Impact fees will also be rising in the future, though not before the city conducts a utility impact fee study, as required by law before any increase may be approved. The impact fee is a one-time levy on development intended to defray the cost of development on a government’s infrastructure, whether it’s roads, parks or utilities. The one-time utility impact fee for a residential home in Flagler Beach currently is $5,800. “We can do a study, and we’re going to look at it, because it has to go before the board anyway, but when it comes to new development, that’s the key, should they pay an impact fee,” Newsom said. “If development paid their impact fees it’d be less of an impact on the homeowners.”
For all that, the 2019-20 difference between revenues and expenses adds up to a $1.6 million deficit this coming fiscal year, and a $4 million deficit over the next three years. That means the city will not be able to pay for all its needed improvements. “The negative numbers indicate the shortfall in funding to accomplish the Operations and Capital Projects in the forecast,” a city analysis reads. “The total deficit for the forecasted three years is close to $ 4 million even with 25% increases to base fees and use of restricted impact fees for those qualified projects. IF we can secure the [State Revolving Fund] loan there will be a decrease of roughly 2.8 million of expense for the [sewer plant] since we will have a funding source, the loan, to offset. That still leaves $ 1. 2 million in projects that need to be moved out to the future years, if possible.”

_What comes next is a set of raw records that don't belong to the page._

// ============================================================
// Layer 3 — Core Traits (Abstractions)
// ============================================================
// Two seams:
//
//   Segmenter          — the external tokenizer. Text in,
//                        sentences of token strings out. The
//                        aligner never sees which tokenizer
//                        produced the tokens.
//
//   ProcessingService  — the transport-agnostic string contract
//                        of a service: JSON envelope in, JSON
//                        envelope out, plus a metadata query.
//
// Reference: Rust Book §10 (Traits: Defining Shared Behaviour)

use crate::error::Result;

// ─── Segmenter ────────────────────────────────────────────────────────────────
/// Splits text into sentences, each an ordered list of token strings.
///
/// Implementations:
///   - EnglishSegmenter    → BERT-style word/punctuation splitting
///   - PretrainedSegmenter → pre-tokenizer from a tokenizer.json
///   - FixedSegmenter      → preset output, for tests
pub trait Segmenter: Send + Sync {
    fn segment(&self, text: &str) -> Result<Vec<Vec<String>>>;
}

// ─── ProcessingService ────────────────────────────────────────────────────────
/// A service that consumes and produces JSON envelopes.
///
/// Failures never escape as `Err`: they come back as error
/// envelopes from `execute`.
pub trait ProcessingService {
    /// Metadata envelope describing the service, as JSON
    fn metadata(&self) -> String;

    /// Handle one JSON envelope and return the response JSON
    fn execute(&self, input: &str) -> String;
}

Newsom said the city isn’t projecting the plan to make money, like a private utility. “They’re in it for the profit. We’re not. I’m not focusing on the city making a dime more than what we need,” he said. “So if the residents are really against it, trust me, I’m against it. I’m against paying more in utility bills. It comes out of my pockets. It comes out of my employees pocket, so it’s not something I enjoy doing. I really don’t.”